*What is expected:* Each record must be output exactly and in full.

*Supplied entries:*

//! onair-core: the playback state machine of a broadcast rundown.
//!
//! A [`Rundown`] owns an ordered tree of [`Segment`]s, [`Part`]s and
//! [`Piece`]s. Taking the next part moves the on-air pointer forward,
//! recomputes which infinite piece occupies each layer and lets the caller
//! compute the transition [`PartTimings`] of the part that just went on air.
//!
//! The crate performs no I/O and never reads the clock: every mutating
//! operation receives the current time from its caller.
//!
//! # Modules
//!
//! - [`lifespan`] - Piece lifespan classification
//! - [`piece`] - Pieces and their construction data
//! - [`timings`] - Transition timing calculation
//! - [`part`] - Parts and their timings
//! - [`segment`] - Segments and the look-behind searches
//! - [`rundown`] - The rundown aggregate and take-next

pub mod error;
pub mod ids;
mod infinite;
pub mod lifespan;
pub mod part;
pub mod piece;
pub mod rundown;
pub mod segment;
pub mod timings;

// Re-export the most commonly used items at the crate root.
pub use error::{Error, ErrorKind, Result};
pub use ids::*;
pub use lifespan::PieceLifespan;
pub use part::{Part, PartInterface};
pub use piece::{Piece, PieceInterface, PieceType, TimelineObject, Timestamp, TransitionType};
pub use rundown::{Rundown, RundownInterface};
pub use segment::{Segment, SegmentInterface};
pub use timings::{AutoNext, InTransition, OutTransition, PartTimings, PrecedingPart};
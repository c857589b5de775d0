//! How long a piece stays valid once it has been taken.
//!
//! "Sticky" lifespans are carried forward until a newer piece claims the
//! layer or their scope ends. "Spanning" lifespans are never carried
//! passively; they are re-derived on every take by looking backwards through
//! the segment (and, for rundown scope, through earlier segments).

use serde::{Deserialize, Serialize};
use std::fmt;

/// Lifespan classification of a [`Piece`](crate::Piece).
#[derive(Debug, Clone, Copy, PartialEq, Eq, Hash, Default, Serialize, Deserialize)]
#[serde(rename_all = "snake_case")]
pub enum PieceLifespan {
    /// Ordinary piece, ends with its part.
    #[default]
    WithinPart,
    StickyUntilSegmentChange,
    SpanningUntilSegmentEnd,
    StickyUntilRundownChange,
    SpanningUntilRundownEnd,
    StartSpanningSegmentThenStickyRundown,
}

impl PieceLifespan {
    /// Whether a piece with this lifespan can outlive its part.
    pub fn is_infinite(self) -> bool {
        match self {
            Self::WithinPart => false,
            Self::StickyUntilSegmentChange
            | Self::SpanningUntilSegmentEnd
            | Self::StickyUntilRundownChange
            | Self::SpanningUntilRundownEnd
            | Self::StartSpanningSegmentThenStickyRundown => true,
        }
    }

    /// Whether the segment look-behind picks this lifespan up.
    pub fn is_spanning(self) -> bool {
        match self {
            Self::SpanningUntilRundownEnd
            | Self::SpanningUntilSegmentEnd
            | Self::StartSpanningSegmentThenStickyRundown => true,
            Self::WithinPart | Self::StickyUntilSegmentChange | Self::StickyUntilRundownChange => {
                false
            }
        }
    }

    /// Whether the piece keeps its layer after playback leaves its segment.
    pub fn survives_segment_change(self) -> bool {
        match self {
            Self::StickyUntilRundownChange
            | Self::SpanningUntilRundownEnd
            | Self::StartSpanningSegmentThenStickyRundown => true,
            Self::WithinPart | Self::StickyUntilSegmentChange | Self::SpanningUntilSegmentEnd => {
                false
            }
        }
    }
}

impl fmt::Display for PieceLifespan {
    fn fmt(&self, f: &mut fmt::Formatter<'_>) -> fmt::Result {
        match self {
            Self::WithinPart => write!(f, "within_part"),
            Self::StickyUntilSegmentChange => write!(f, "sticky_until_segment_change"),
            Self::SpanningUntilSegmentEnd => write!(f, "spanning_until_segment_end"),
            Self::StickyUntilRundownChange => write!(f, "sticky_until_rundown_change"),
            Self::SpanningUntilRundownEnd => write!(f, "spanning_until_rundown_end"),
            Self::StartSpanningSegmentThenStickyRundown => {
                write!(f, "start_spanning_segment_then_sticky_rundown")
            }
        }
    }
}

#[cfg(test)]
mod tests {
    use super::*;

    const ALL: [PieceLifespan; 6] = [
        PieceLifespan::WithinPart,
        PieceLifespan::StickyUntilSegmentChange,
        PieceLifespan::SpanningUntilSegmentEnd,
        PieceLifespan::StickyUntilRundownChange,
        PieceLifespan::SpanningUntilRundownEnd,
        PieceLifespan::StartSpanningSegmentThenStickyRundown,
    ];

    #[test]
    fn only_within_part_is_finite() {
        let finite: Vec<_> = ALL.iter().filter(|l| !l.is_infinite()).collect();
        assert_eq!(finite, vec![&PieceLifespan::WithinPart]);
    }

    #[test]
    fn spanning_set() {
        let spanning: Vec<_> = ALL.iter().copied().filter(|l| l.is_spanning()).collect();
        assert_eq!(
            spanning,
            vec![
                PieceLifespan::SpanningUntilSegmentEnd,
                PieceLifespan::SpanningUntilRundownEnd,
                PieceLifespan::StartSpanningSegmentThenStickyRundown,
            ]
        );
    }

    #[test]
    fn segment_scoped_lifespans_do_not_survive_segment_change() {
        assert!(!PieceLifespan::StickyUntilSegmentChange.survives_segment_change());
        assert!(!PieceLifespan::SpanningUntilSegmentEnd.survives_segment_change());
        assert!(PieceLifespan::StickyUntilRundownChange.survives_segment_change());
        assert!(PieceLifespan::StartSpanningSegmentThenStickyRundown.survives_segment_change());
    }

    #[test]
    fn serde_matches_display() {
        for lifespan in ALL {
            let json = serde_json::to_string(&lifespan).unwrap();
            assert_eq!(json, format!("\"{lifespan}\""));
        }
    }
}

*Response below:*
//! onair-core: the playback state machine of a broadcast rundown.
//!
//! A [`Rundown`] owns an ordered tree of [`Segment`]s, [`Part`]s and
//! [`Piece`]s. Taking the next part moves the on-air pointer forward,
//! recomputes which infinite piece occupies each layer and lets the caller
//! compute the transition [`PartTimings`] of the part that just went on air.
//!
//! The crate performs no I/O and never reads the clock: every mutating
//! operation receives the current time from its caller.
//!
//! # Modules
//!
//! - [`lifespan`] - Piece lifespan classification
//! - [`piece`] - Pieces and their construction data
//! - [`timings`] - Transition timing calculation
//! - [`part`] - Parts and their timings
//! - [`segment`] - Segments and the look-behind searches
//! - [`rundown`] - The rundown aggregate and take-next

pub mod error;
pub mod ids;
mod infinite;
pub mod lifespan;
pub mod part;
pub mod piece;
pub mod rundown;
pub mod segment;
pub mod timings;

// Re-export the most commonly used items at the crate root.
pub use error::{Error, ErrorKind, Result};
pub use ids::*;
pub use lifespan::PieceLifespan;
pub use part::{Part, PartInterface};
pub use piece::{Piece, PieceInterface, PieceType, TimelineObject, Timestamp, TransitionType};
pub use rundown::{Rundown, RundownInterface};
pub use segment::{Segment, SegmentInterface};
pub use timings::{AutoNext, InTransition, OutTransition, PartTimings, PrecedingPart};
repository c857589b5de775d0
//! How long a piece stays valid once it has been taken.
//!
//! "Sticky" lifespans are carried forward until a newer piece claims the
//! layer or their scope ends. "Spanning" lifespans are never carried
//! passively; they are re-derived on every take by looking backwards through
//! the segment (and, for rundown scope, through earlier segments).

use serde::{Deserialize, Serialize};
use std::fmt;

/// Lifespan classification of a [`Piece`](crate::Piece).
#[derive(Debug, Clone, Copy, PartialEq, Eq, Hash, Default, Serialize, Deserialize)]
#[serde(rename_all = "snake_case")]
pub enum PieceLifespan {
    /// Ordinary piece, ends with its part.
    #[default]
    WithinPart,
    StickyUntilSegmentChange,
    SpanningUntilSegmentEnd,
    StickyUntilRundownChange,
    SpanningUntilRundownEnd,
    StartSpanningSegmentThenStickyRundown,
}

impl PieceLifespan {
    /// Whether a piece with this lifespan can outlive its part.
    pub fn is_infinite(self) -> bool {
        match self {
            Self::WithinPart => false,
            Self::StickyUntilSegmentChange
            | Self::SpanningUntilSegmentEnd
            | Self::StickyUntilRundownChange
            | Self::SpanningUntilRundownEnd
            | Self::StartSpanningSegmentThenStickyRundown => true,
        }
    }

    /// Whether the segment look-behind picks this lifespan up.
    pub fn is_spanning(self) -> bool {
        match self {
            Self::SpanningUntilRundownEnd
            | Self::SpanningUntilSegmentEnd
            | Self::StartSpanningSegmentThenStickyRundown => true,
            Self::WithinPart | Self::StickyUntilSegmentChange | Self::StickyUntilRundownChange => {
                false
            }
        }
    }

    /// Whether the piece keeps its layer after playback leaves its segment.
    pub fn survives_segment_change(self) -> bool {
        match self {
            Self::StickyUntilRundownChange
            | Self::SpanningUntilRundownEnd
            | Self::StartSpanningSegmentThenStickyRundown => true,
            Self::WithinPart | Self::StickyUntilSegmentChange | Self::SpanningUntilSegmentEnd => {
                false
            }
        }
    }
}

impl fmt::Display for PieceLifespan {
    fn fmt(&self, f: &mut fmt::Formatter<'_>) -> fmt::Result {
        match self {
            Self::WithinPart => write!(f, "within_part"),
            Self::StickyUntilSegmentChange => write!(f, "sticky_until_segment_change"),
            Self::SpanningUntilSegmentEnd => write!(f, "spanning_until_segment_end"),
            Self::StickyUntilRundownChange => write!(f, "sticky_until_rundown_change"),
            Self::SpanningUntilRundownEnd => write!(f, "spanning_until_rundown_end"),
            Self::StartSpanningSegmentThenStickyRundown => {
                write!(f, "start_spanning_segment_then_sticky_rundown")
            }
        }
    }
}

#[cfg(test)]
mod tests {
    use super::*;

    const ALL: [PieceLifespan; 6] = [
        PieceLifespan::WithinPart,
        PieceLifespan::StickyUntilSegmentChange,
        PieceLifespan::SpanningUntilSegmentEnd,
        PieceLifespan::StickyUntilRundownChange,
        PieceLifespan::SpanningUntilRundownEnd,
        PieceLifespan::StartSpanningSegmentThenStickyRundown,
    ];

    #[test]
    fn only_within_part_is_finite() {
        let finite: Vec<_> = ALL.iter().filter(|l| !l.is_infinite()).collect();
        assert_eq!(finite, vec![&PieceLifespan::WithinPart]);
    }

    #[test]
    fn spanning_set() {
        let spanning: Vec<_> = ALL.iter().copied().filter(|l| l.is_spanning()).collect();
        assert_eq!(
            spanning,
            vec![
                PieceLifespan::SpanningUntilSegmentEnd,
                PieceLifespan::SpanningUntilRundownEnd,
                PieceLifespan::StartSpanningSegmentThenStickyRundown,
            ]
        );
    }

    #[test]
    fn segment_scoped_lifespans_do_not_survive_segment_change() {
        assert!(!PieceLifespan::StickyUntilSegmentChange.survives_segment_change());
        assert!(!PieceLifespan::SpanningUntilSegmentEnd.survives_segment_change());
        assert!(PieceLifespan::StickyUntilRundownChange.survives_segment_change());
        assert!(PieceLifespan::StartSpanningSegmentThenStickyRundown.survives_segment_change());
    }

    #[test]
    fn serde_matches_display() {
        for lifespan in ALL {
            let json = serde_json::to_string(&lifespan).unwrap();
            assert_eq!(json, format!("\"{lifespan}\""));
        }
    }
}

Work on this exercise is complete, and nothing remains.